*What the task requires:* Everything from the line holding "assigns the id." through the last line below is needed; please reproduce those lines exactly, adding nothing.

________________

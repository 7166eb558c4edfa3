use chrono::{DateTime, Utc};

/// Failures returned by the reset request store.
///
/// `NotFound`, `Expired` and `InvalidToken` are kept apart for the caller's
/// own bookkeeping, but should be rendered identically to end users; see
/// [`ResetError::public_message`].
#[derive(Debug)]
pub enum ResetError {
    NotFound,
    Expired,
    InvalidToken,
    TooManyRequests { available_at: DateTime<Utc> },
    Storage(String),
}

pub type ResetResult<T> = Result<T, ResetError>;

impl ResetError {
    /// True for the three outcomes of presenting a bad token.
    pub fn is_token_failure(&self) -> bool {
        matches!(
            self,
            ResetError::NotFound | ResetError::Expired | ResetError::InvalidToken
        )
    }

    pub fn public_message(&self) -> String {
        match self {
            ResetError::NotFound | ResetError::Expired | ResetError::InvalidToken => {
                "Invalid or expired reset token".to_string()
            }
            ResetError::TooManyRequests { available_at } => format!(
                "A reset link was already requested. Try again after {}",
                available_at.format("%Y-%m-%d %H:%M UTC")
            ),
            ResetError::Storage(_) => "Internal server error".to_string(),
        }
    }
}

impl std::fmt::Display for ResetError {
    fn fmt(&self, f: &mut std::fmt::Formatter<'_>) -> std::fmt::Result {
        match self {
            ResetError::NotFound => write!(f, "Not Found: no reset request for selector"),
            ResetError::Expired => write!(f, "Expired: reset request is past its lifetime"),
            ResetError::InvalidToken => write!(f, "Invalid Token: verifier does not match"),
            ResetError::TooManyRequests { available_at } => {
                write!(f, "Too Many Requests: next request allowed at {available_at}")
            }
            ResetError::Storage(msg) => write!(f, "Storage Error: {msg}"),
        }
    }
}

impl std::error::Error for ResetError {}

impl From<sqlx::Error> for ResetError {
    fn from(err: sqlx::Error) -> Self {
        ResetError::Storage(err.to_string())
    }
}
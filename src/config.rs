use chrono::Duration;

#[derive(Debug, Clone)]
pub struct Config {
    pub database_url: String,
    pub signing_key: String,
    pub reset: ResetSettings,
    pub cleanup_interval: std::time::Duration,
    pub log_level: String,
}

/// Tunables for issuing and validating reset requests.
#[derive(Debug, Clone, PartialEq)]
pub struct ResetSettings {
    pub token_lifetime: Duration,
    pub selector_length: usize,
    pub verifier_length: usize,
    /// Minimum gap between two live requests for the same user.
    pub request_throttle: Option<Duration>,
    /// Purge expired requests before issuing a new one.
    pub garbage_collect: bool,
}

const MIN_TOKEN_PART: usize = 8;
const MAX_TOKEN_PART: usize = 64;
const MAX_WINDOW_DAYS: i64 = 365;

impl Default for ResetSettings {
    fn default() -> Self {
        Self {
            token_lifetime: Duration::hours(1),
            selector_length: 20,
            verifier_length: 20,
            request_throttle: None,
            garbage_collect: true,
        }
    }
}

impl ResetSettings {
    pub fn validate(&self) -> Result<(), String> {
        if self.token_lifetime <= Duration::zero() {
            return Err("Token lifetime must be positive".to_string());
        }
        if self.token_lifetime > Duration::days(MAX_WINDOW_DAYS) {
            return Err(format!(
                "Token lifetime must not exceed {MAX_WINDOW_DAYS} days"
            ));
        }
        for (name, len) in [
            ("selector", self.selector_length),
            ("verifier", self.verifier_length),
        ] {
            if !(MIN_TOKEN_PART..=MAX_TOKEN_PART).contains(&len) {
                return Err(format!(
                    "Invalid {name} length {len}: must be between {MIN_TOKEN_PART} and {MAX_TOKEN_PART}"
                ));
            }
        }
        if let Some(throttle) = self.request_throttle {
            if throttle < Duration::zero() {
                return Err("Request throttle must not be negative".to_string());
            }
            if throttle > Duration::days(MAX_WINDOW_DAYS) {
                return Err(format!(
                    "Request throttle must not exceed {MAX_WINDOW_DAYS} days"
                ));
            }
        }
        Ok(())
    }
}

impl Config {
    pub fn from_env() -> Result<Self, String> {
        let database_url = env_required("DATABASE_URL")?;
        let signing_key = env_required("RESET_SIGNING_KEY")?;

        let token_lifetime = env_seconds(
            "RESET_TOKEN_LIFETIME_SECS",
            env_parse("RESET_TOKEN_LIFETIME_SECS", "3600")?,
        )?;
        let selector_length: usize = env_parse("RESET_SELECTOR_LENGTH", "20")?;
        let verifier_length: usize = env_parse("RESET_VERIFIER_LENGTH", "20")?;

        let request_throttle = match std::env::var("RESET_THROTTLE_SECS").ok() {
            Some(secs) if !secs.trim().is_empty() => Some(env_seconds(
                "RESET_THROTTLE_SECS",
                secs.trim()
                    .parse()
                    .map_err(|e| format!("Invalid RESET_THROTTLE_SECS: {e}"))?,
            )?),
            _ => None,
        };

        let garbage_collect = match env_or("RESET_GARBAGE_COLLECT", "true").as_str() {
            "false" | "0" | "no" => false,
            _ => true,
        };

        let cleanup_secs: u64 = env_parse("RESET_CLEANUP_INTERVAL_SECS", "300")?;
        if cleanup_secs == 0 {
            return Err("Invalid RESET_CLEANUP_INTERVAL_SECS: must be at least 1".to_string());
        }
        let cleanup_interval = std::time::Duration::from_secs(cleanup_secs);

        let log_level = env_or("RESET_LOG_LEVEL", "info");

        let reset = ResetSettings {
            token_lifetime,
            selector_length,
            verifier_length,
            request_throttle,
            garbage_collect,
        };
        reset.validate()?;

        Ok(Config {
            database_url,
            signing_key,
            reset,
            cleanup_interval,
            log_level,
        })
    }
}

fn env_required(key: &str) -> Result<String, String> {
    std::env::var(key).map_err(|_| format!("Missing required environment variable: {key}"))
}

fn env_or(key: &str, default: &str) -> String {
    std::env::var(key).unwrap_or_else(|_| default.to_string())
}

fn env_parse<T>(key: &str, default: &str) -> Result<T, String>
where
    T: std::str::FromStr,
    T::Err: std::fmt::Display,
{
    env_or(key, default)
        .parse()
        .map_err(|e| format!("Invalid {key}: {e}"))
}

fn env_seconds(key: &str, secs: i64) -> Result<Duration, String> {
    Duration::try_seconds(secs).ok_or_else(|| format!("Invalid {key}: out of range"))
}
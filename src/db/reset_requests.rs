use chrono::{DateTime, Utc};
use sqlx::PgPool;
use uuid::Uuid;

use crate::models::{NewResetRequest, ResetRequest};

pub async fn create(
    pool: &PgPool,
    request: &NewResetRequest,
) -> Result<ResetRequest, sqlx::Error> {
    sqlx::query_as::<_, ResetRequest>(
        "INSERT INTO reset_requests (user_id, selector, hashed_verifier, requested_at, expires_at)
         VALUES ($1, $2, $3, $4, $5) RETURNING *",
    )
    .bind(request.user_id)
    .bind(&request.selector)
    .bind(&request.hashed_verifier)
    .bind(request.requested_at)
    .bind(request.expires_at)
    .fetch_one(pool)
    .await
}

pub async fn find_by_selector(
    pool: &PgPool,
    selector: &str,
) -> Result<Option<ResetRequest>, sqlx::Error> {
    sqlx::query_as::<_, ResetRequest>("SELECT * FROM reset_requests WHERE selector = $1")
        .bind(selector)
        .fetch_optional(pool)
        .await
}

pub async fn find_all(pool: &PgPool) -> Result<Vec<ResetRequest>, sqlx::Error> {
    sqlx::query_as::<_, ResetRequest>(
        "SELECT * FROM reset_requests ORDER BY requested_at ASC, id ASC",
    )
    .fetch_all(pool)
    .await
}

/// Delete by id. Returns true only for the call that actually removed the row.
pub async fn delete(pool: &PgPool, id: Uuid) -> Result<bool, sqlx::Error> {
    let result = sqlx::query("DELETE FROM reset_requests WHERE id = $1")
        .bind(id)
        .execute(pool)
        .await?;
    Ok(result.rows_affected() == 1)
}

pub async fn delete_expired(pool: &PgPool, now: DateTime<Utc>) -> Result<u64, sqlx::Error> {
    let result = sqlx::query("DELETE FROM reset_requests WHERE expires_at <= $1")
        .bind(now)
        .execute(pool)
        .await?;
    Ok(result.rows_affected())
}

pub async fn most_recent_non_expired(
    pool: &PgPool,
    user_id: Uuid,
    now: DateTime<Utc>,
) -> Result<Option<DateTime<Utc>>, sqlx::Error> {
    sqlx::query_scalar::<_, DateTime<Utc>>(
        "SELECT requested_at FROM reset_requests
         WHERE user_id = $1 AND expires_at > $2
         ORDER BY requested_at DESC, id DESC
         LIMIT 1",
    )
    .bind(user_id)
    .bind(now)
    .fetch_optional(pool)
    .await
}

pub async fn count_non_expired(
    pool: &PgPool,
    user_id: Uuid,
    now: DateTime<Utc>,
) -> Result<i64, sqlx::Error> {
    sqlx::query_scalar::<_, i64>(
        "SELECT COUNT(*) FROM reset_requests WHERE user_id = $1 AND expires_at > $2",
    )
    .bind(user_id)
    .bind(now)
    .fetch_one(pool)
    .await
}
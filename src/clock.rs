use std::sync::Mutex;

use chrono::{DateTime, Duration, Utc};

pub trait Clock: Send + Sync {
    fn now(&self) -> DateTime<Utc>;
}

#[derive(Debug, Default, Clone, Copy)]
pub struct SystemClock;

impl Clock for SystemClock {
    fn now(&self) -> DateTime<Utc> {
        Utc::now()
    }
}

/// A clock that only moves when told to. Used to walk requests past their
/// expiry without sleeping.
#[derive(Debug)]
pub struct ManualClock {
    now: Mutex<DateTime<Utc>>,
}

impl ManualClock {
    pub fn new(start: DateTime<Utc>) -> Self {
        Self {
            now: Mutex::new(start),
        }
    }

    pub fn advance(&self, by: Duration) {
        let mut now = self.now.lock().unwrap_or_else(|e| e.into_inner());
        *now += by;
    }
}

impl Clock for ManualClock {
    fn now(&self) -> DateTime<Utc> {
        *self.now.lock().unwrap_or_else(|e| e.into_inner())
    }
}
use async_trait::async_trait;
use chrono::{DateTime, Utc};
use sqlx::PgPool;
use uuid::Uuid;

use crate::db;
use crate::error::ResetResult;
use crate::models::{NewResetRequest, ResetRequest};
use crate::repository::ResetRequestRepository;

#[derive(Debug, Clone)]
pub struct PgResetRequestRepository {
    pool: PgPool,
}

impl PgResetRequestRepository {
    pub fn new(pool: PgPool) -> Self {
        Self { pool }
    }
}

#[async_trait]
impl ResetRequestRepository for PgResetRequestRepository {
    async fn save(&self, request: NewResetRequest) -> ResetResult<Option<ResetRequest>> {
        match db::reset_requests::create(&self.pool, &request).await {
            Ok(saved) => Ok(Some(saved)),
            Err(sqlx::Error::Database(e)) if e.is_unique_violation() => {
                tracing::debug!("Selector collision on insert");
                Ok(None)
            }
            Err(e) => Err(e.into()),
        }
    }

    async fn find_by_selector(&self, selector: &str) -> ResetResult<Option<ResetRequest>> {
        Ok(db::reset_requests::find_by_selector(&self.pool, selector).await?)
    }

    async fn delete(&self, id: Uuid) -> ResetResult<bool> {
        Ok(db::reset_requests::delete(&self.pool, id).await?)
    }

    async fn delete_expired(&self, now: DateTime<Utc>) -> ResetResult<u64> {
        Ok(db::reset_requests::delete_expired(&self.pool, now).await?)
    }

    async fn most_recent_non_expired(
        &self,
        user_id: Uuid,
        now: DateTime<Utc>,
    ) -> ResetResult<Option<DateTime<Utc>>> {
        Ok(db::reset_requests::most_recent_non_expired(&self.pool, user_id, now).await?)
    }

    async fn count_non_expired(&self, user_id: Uuid, now: DateTime<Utc>) -> ResetResult<u64> {
        let count = db::reset_requests::count_non_expired(&self.pool, user_id, now).await?;
        Ok(count.max(0) as u64)
    }

    async fn find_all(&self) -> ResetResult<Vec<ResetRequest>> {
        Ok(db::reset_requests::find_all(&self.pool).await?)
    }
}
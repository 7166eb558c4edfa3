use chrono::{DateTime, Utc};
use serde::Serialize;
use uuid::Uuid;

#[derive(Debug, Clone, PartialEq, Eq, sqlx::FromRow, Serialize)]
pub struct ResetRequest {
    pub id: Uuid,
    pub user_id: Uuid,
    pub selector: String,
    #[serde(skip_serializing)]
    pub hashed_verifier: String,
    pub requested_at: DateTime<Utc>,
    pub expires_at: DateTime<Utc>,
}

impl ResetRequest {
    /// Expired once `now` reaches `expires_at`: the expiry instant itself is
    /// already expired. `consume`, `delete_expired` and the non-expired
    /// lookups all use this same rule, so no request is ever both
    /// consumable and purgeable.
    pub fn is_expired(&self, now: DateTime<Utc>) -> bool {
        self.expires_at <= now
    }
}

/// A request ready to be persisted; the store assigns the id.
#[derive(Debug, Clone)]
pub struct NewResetRequest {
    pub user_id: Uuid,
    pub selector: String,
    pub hashed_verifier: String,
    pub requested_at: DateTime<Utc>,
    pub expires_at: DateTime<Utc>,
}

________________

*Solution for this task:*
/// A request ready to be persisted; the store assigns the id.
#[derive(Debug, Clone)]
pub struct NewResetRequest {
    pub user_id: Uuid,
    pub selector: String,
    pub hashed_verifier: String,
    pub requested_at: DateTime<Utc>,
    pub expires_at: DateTime<Utc>,
}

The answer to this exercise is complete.